-- Problem to solve --
Tell how many lines in the data below include the word "EnvFilter". The answer is the number only.

═══

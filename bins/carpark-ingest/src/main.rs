//! # Carpark Ingest - one-shot availability to Kafka bridge
//!
//! Fetches the current carpark availability snapshot, decodes it and sends
//! one Kafka message per carpark of the first snapshot, then flushes, closes
//! the producer and exits.
//!
//! ## Usage Examples
//!
//! ```bash
//! # Stock run: public endpoint, localhost:9092, topic carpark-availability
//! carpark-ingest
//!
//! # Different cluster and topic
//! carpark-ingest -b broker1:9092,broker2:9092 -t carparks
//!
//! # Settings from a file, CARPARK_* env vars layered on top
//! carpark-ingest --config ingest.yaml
//!
//! # Print the messages instead of producing them
//! carpark-ingest --dry-run
//! ```

use anyhow::{Context, Result};
use carpark_core::{
    report_channel, spawn_drain, DeliveryStats, Fetcher, IngestSpec, Publisher, ResultSet,
};
use carpark_io::fetch_http::HttpFetcher;
use carpark_io::sink_kafka::KafkaRecordSink;
use carpark_io::sink_stdout::StdoutRecordSink;
use clap::Parser;
use std::path::PathBuf;
use tracing::{info, warn};
use tracing_subscriber::{layer::SubscriberExt, util::SubscriberInitExt, EnvFilter};

#[derive(Parser, Debug)]
#[clap(
    name = "carpark-ingest",
    about = "Send carpark availability to a Kafka topic"
)]
struct Args {
    /// Config file (YAML, TOML or JSON)
    #[arg(short, long)]
    config: Option<PathBuf>,

    /// Availability endpoint
    #[arg(short, long)]
    endpoint: Option<String>,

    /// Kafka brokers (comma-separated)
    #[arg(short, long)]
    brokers: Option<String>,

    /// Kafka topic to send messages to
    #[arg(short, long)]
    topic: Option<String>,

    /// Producer client ID
    #[arg(long)]
    client_id: Option<String>,

    /// Seconds to wait for outstanding deliveries before closing
    #[arg(long)]
    flush_timeout_secs: Option<u64>,

    /// Continue on error (skip records that fail to serialize or enqueue)
    #[arg(long)]
    continue_on_error: bool,

    /// Dry run (print messages, don't connect to Kafka)
    #[arg(long)]
    dry_run: bool,
}

impl Args {
    fn into_spec(self) -> Result<(IngestSpec, bool)> {
        let spec = IngestSpec::load(self.config.as_deref())
            .context("Failed to load configuration")?;
        Ok(self.apply(spec))
    }

    /// Flags win over the loaded spec; `--continue-on-error` can only turn
    /// skipping on.
    fn apply(self, mut spec: IngestSpec) -> (IngestSpec, bool) {
        if let Some(endpoint) = self.endpoint {
            spec.endpoint = endpoint;
        }
        if let Some(brokers) = self.brokers {
            spec.brokers = brokers;
        }
        if let Some(topic) = self.topic {
            spec.topic = topic;
        }
        if let Some(client_id) = self.client_id {
            spec.client_id = client_id;
        }
        if let Some(secs) = self.flush_timeout_secs {
            spec.flush_timeout_secs = secs;
        }
        spec.continue_on_error |= self.continue_on_error;

        (spec, self.dry_run)
    }
}

/// Summary label for the final flush.
fn flush_outcome(flushed: carpark_core::Result<()>) -> &'static str {
    match flushed {
        Ok(()) => "complete",
        Err(e) => {
            warn!("Error flushing producer: {}", e);
            "timed out"
        }
    }
}

#[tokio::main]
async fn main() -> Result<()> {
    tracing_subscriber::registry()
        .with(EnvFilter::try_from_default_env().unwrap_or_else(|_| EnvFilter::new("info")))
        .with(tracing_subscriber::fmt::layer())
        .init();

    let (spec, dry_run) = Args::parse().into_spec()?;
    info!("Starting carpark ingest with {:?}", spec);

    let fetcher = HttpFetcher::new(spec.endpoint.clone(), spec.request_timeout())
        .context("Failed to create HTTP client")?;
    let body = fetcher
        .fetch()
        .await
        .context("Failed to fetch carpark availability")?;

    let result = ResultSet::decode(&body).context("Failed to decode availability response")?;
    let snapshot = result.first_snapshot()?;
    info!(
        "Snapshot {} has {} carparks",
        snapshot.timestamp,
        snapshot.carpark_data.len()
    );

    if dry_run {
        let publisher = Publisher::new(StdoutRecordSink::new(), spec.topic.clone())
            .continue_on_error(spec.continue_on_error);
        let summary = publisher.publish(snapshot)?;
        info!("DRY RUN: {} messages, {} skipped", summary.enqueued, summary.skipped);
        info!("done (dry run)");
        return Ok(());
    }

    let (reports, rx) = report_channel();
    let drain = spawn_drain(rx);

    let sink = KafkaRecordSink::connect(&spec, reports).context("Failed to create Kafka producer")?;
    let publisher =
        Publisher::new(sink, spec.topic.clone()).continue_on_error(spec.continue_on_error);

    let published = publisher.publish(snapshot);
    let flushed = flush_outcome(publisher.flush(spec.flush_timeout()));
    publisher.into_sink().close();

    let stats: DeliveryStats = drain.await.context("Delivery report task failed")?;
    let summary = published?;

    info!("Producer Summary:");
    info!("  Enqueued: {}", summary.enqueued);
    info!("  Skipped: {}", summary.skipped);
    info!("  Delivered: {}", stats.delivered);
    info!("  Failed: {}", stats.failed);
    info!("  Flush: {}", flushed);
    info!("done sending to kafka");

    Ok(())
}
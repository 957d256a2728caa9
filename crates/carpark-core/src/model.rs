//! Availability response model.
//!
//! Field names mirror the upstream JSON exactly. Counts stay as strings end
//! to end; nothing here validates or converts them.

use chrono::{DateTime, TimeZone};
use serde::{Deserialize, Serialize};
use std::fmt::Display;

use crate::error::{IngestError, Result};

/// Minute-granularity timestamp used as the message key prefix
pub const KEY_TIME_FORMAT: &str = "%Y-%m-%d %H:%M";

/// Top-level decoded availability response
#[derive(Debug, Clone, PartialEq, Eq, Serialize, Deserialize)]
pub struct ResultSet {
    /// Snapshots in response order
    pub items: Vec<Snapshot>,
}

/// One point-in-time capture of every carpark
#[derive(Debug, Clone, PartialEq, Eq, Serialize, Deserialize)]
pub struct Snapshot {
    /// Opaque capture timestamp, never parsed
    pub timestamp: String,
    pub carpark_data: Vec<CarparkRecord>,
}

/// Availability of a single carpark
#[derive(Debug, Clone, PartialEq, Eq, Serialize, Deserialize)]
pub struct CarparkRecord {
    pub carpark_info: Vec<LotInfo>,
    pub carpark_number: String,
    pub update_datetime: String,
}

/// Counts for one lot category within a carpark
#[derive(Debug, Clone, PartialEq, Eq, Serialize, Deserialize)]
pub struct LotInfo {
    pub total_lots: String,
    pub lot_type: String,
    pub lots_available: String,
}

impl ResultSet {
    /// Decode a raw response body.
    ///
    /// Missing fields or wrong types fail the whole decode; unknown fields
    /// (such as the endpoint's `api_info`) are ignored.
    pub fn decode(body: &[u8]) -> Result<Self> {
        serde_json::from_slice(body).map_err(IngestError::Decode)
    }

    /// The snapshot that gets published.
    pub fn first_snapshot(&self) -> Result<&Snapshot> {
        self.items.first().ok_or(IngestError::EmptyResult)
    }
}

impl CarparkRecord {
    /// JSON payload for this record's message.
    pub fn to_json(&self) -> Result<Vec<u8>> {
        serde_json::to_vec(self).map_err(|source| IngestError::Serialization {
            carpark: self.carpark_number.clone(),
            source,
        })
    }

    /// Message key: `<YYYY-MM-DD HH:MM>-<carpark_number>`.
    ///
    /// Two records for the same carpark keyed within one clock minute
    /// produce the same key.
    pub fn message_key<Tz>(&self, at: &DateTime<Tz>) -> String
    where
        Tz: TimeZone,
        Tz::Offset: Display,
    {
        format!("{}-{}", at.format(KEY_TIME_FORMAT), self.carpark_number)
    }
}
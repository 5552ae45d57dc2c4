//! Mail domain - outgoing message descriptors and the mailer contract

mod mailer;
mod message;
mod site;

pub use mailer::Mailer;
pub use message::{Mail, MailTemplate};
pub use site::{InvalidSiteDomain, SiteDomain};

#[cfg(test)]
pub use mailer::MockMailer;
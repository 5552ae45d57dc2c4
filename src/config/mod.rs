//! Layered application configuration

mod app_config;

pub use app_config::{
    AppConfig, CacheConfig, DatabaseConfig, HasherConfig, LogFormat, LoggingConfig, MailConfig,
    TokenConfig,
};
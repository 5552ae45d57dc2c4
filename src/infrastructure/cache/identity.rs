//! Memoization of resolved identities using moka
//!
//! Entries never expire and are never invalidated by changes made outside
//! this process; a row updated elsewhere keeps its old projection here until
//! the entry is evicted for capacity.

use moka::future::Cache as MokaCache;

use crate::domain::{PublicUser, User, UserId};

/// Identity a projection can be resolved by
#[derive(Debug, Clone, PartialEq, Eq, Hash)]
pub enum IdentityKey {
    Id(String),
    Email(String),
}

impl IdentityKey {
    pub fn id(id: &UserId) -> Self {
        Self::Id(id.as_str().to_string())
    }

    pub fn email(email: impl Into<String>) -> Self {
        Self::Email(email.into())
    }
}

/// Bounded, internally synchronized identity cache
///
/// Cloning shares the underlying storage.
#[derive(Debug, Clone)]
pub struct IdentityCache {
    cache: MokaCache<IdentityKey, PublicUser>,
}

impl IdentityCache {
    pub fn new(max_capacity: u64) -> Self {
        Self {
            cache: MokaCache::builder().max_capacity(max_capacity).build(),
        }
    }

    pub async fn load(&self, key: &IdentityKey) -> Option<PublicUser> {
        self.cache.get(key).await
    }

    /// Insert unless an entry exists; returns the projection that is now cached
    pub async fn store_if_absent(&self, key: IdentityKey, user: PublicUser) -> PublicUser {
        self.cache.entry(key).or_insert(user).await.into_value()
    }

    /// Record a projection under both its id and its email
    pub async fn store(&self, user: PublicUser) {
        self.cache.insert(IdentityKey::id(user.id()), user.clone()).await;
        self.cache
            .insert(IdentityKey::email(user.email()), user)
            .await;
    }

    /// Record the public projection of a user fresh from storage
    pub async fn remember(&self, user: &User) {
        self.store(user.to_public()).await;
    }

    pub async fn entry_count(&self) -> u64 {
        self.cache.run_pending_tasks().await;
        self.cache.entry_count()
    }
}

impl Default for IdentityCache {
    fn default() -> Self {
        Self::new(10_000)
    }
}

#[cfg(test)]
mod tests {
    use super::*;
    use crate::domain::HashedPassword;

    fn user(email: &str, name: &str) -> User {
        User::new(
            UserId::generate(),
            email,
            name,
            HashedPassword::new(vec![1; 32], vec![2; 16]),
        )
    }

    #[tokio::test]
    async fn test_remember_stores_under_both_keys() {
        let cache = IdentityCache::default();
        let ann = user("a@x.com", "Ann");

        cache.remember(&ann).await;

        let by_id = cache.load(&IdentityKey::id(ann.id())).await.unwrap();
        let by_email = cache.load(&IdentityKey::email("a@x.com")).await.unwrap();
        assert_eq!(by_id, by_email);
        assert_eq!(by_email.name(), "Ann");
        assert_eq!(cache.entry_count().await, 2);
    }

    #[tokio::test]
    async fn test_store_if_absent_keeps_existing() {
        let cache = IdentityCache::default();
        let key = IdentityKey::email("a@x.com");

        let first = cache
            .store_if_absent(key.clone(), user("a@x.com", "Ann").to_public())
            .await;
        let second = cache
            .store_if_absent(key.clone(), user("a@x.com", "Other").to_public())
            .await;

        assert_eq!(first.name(), "Ann");
        assert_eq!(second.name(), "Ann");
        assert_eq!(cache.load(&key).await.unwrap().name(), "Ann");
    }

    #[tokio::test]
    async fn test_load_missing() {
        let cache = IdentityCache::default();
        assert!(cache.load(&IdentityKey::email("a@x.com")).await.is_none());
        assert_eq!(cache.entry_count().await, 0);
    }

    #[tokio::test]
    async fn test_concurrent_store_if_absent() {
        let cache = IdentityCache::default();
        let key = IdentityKey::email("a@x.com");

        let handles: Vec<_> = (0..8)
            .map(|i| {
                let cache = cache.clone();
                let key = key.clone();
                tokio::spawn(async move {
                    let name = format!("user-{}", i);
                    cache
                        .store_if_absent(key, user("a@x.com", &name).to_public())
                        .await
                })
            })
            .collect();

        let mut winners = Vec::new();
        for handle in handles {
            winners.push(handle.await.unwrap());
        }

        // Every caller observes the single projection that won the race
        assert!(winners.windows(2).all(|w| w[0] == w[1]));
        assert_eq!(cache.load(&key).await, winners.first().cloned());
    }
}
//! Storage infrastructure - SQLite store, statements and migrations

pub mod migrations;
mod queries;
mod store;

pub use migrations::{schema_migrations, Migration, Migrator};
pub use queries::Queries;
pub use store::{ReadConn, Store, WriteTx};
//! Domain layer: identity entities, tokens, mail descriptors and error types

pub mod error;
pub mod mail;
pub mod token;
pub mod user;

pub use error::{ErrorKind, HashError, IdentityError, MailError, StoreError};
pub use mail::{Mail, MailTemplate, Mailer, SiteDomain};
pub use token::{Token, TokenType};
pub use user::{HashedPassword, PublicUser, User, UserId};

═══

-- Response area --
2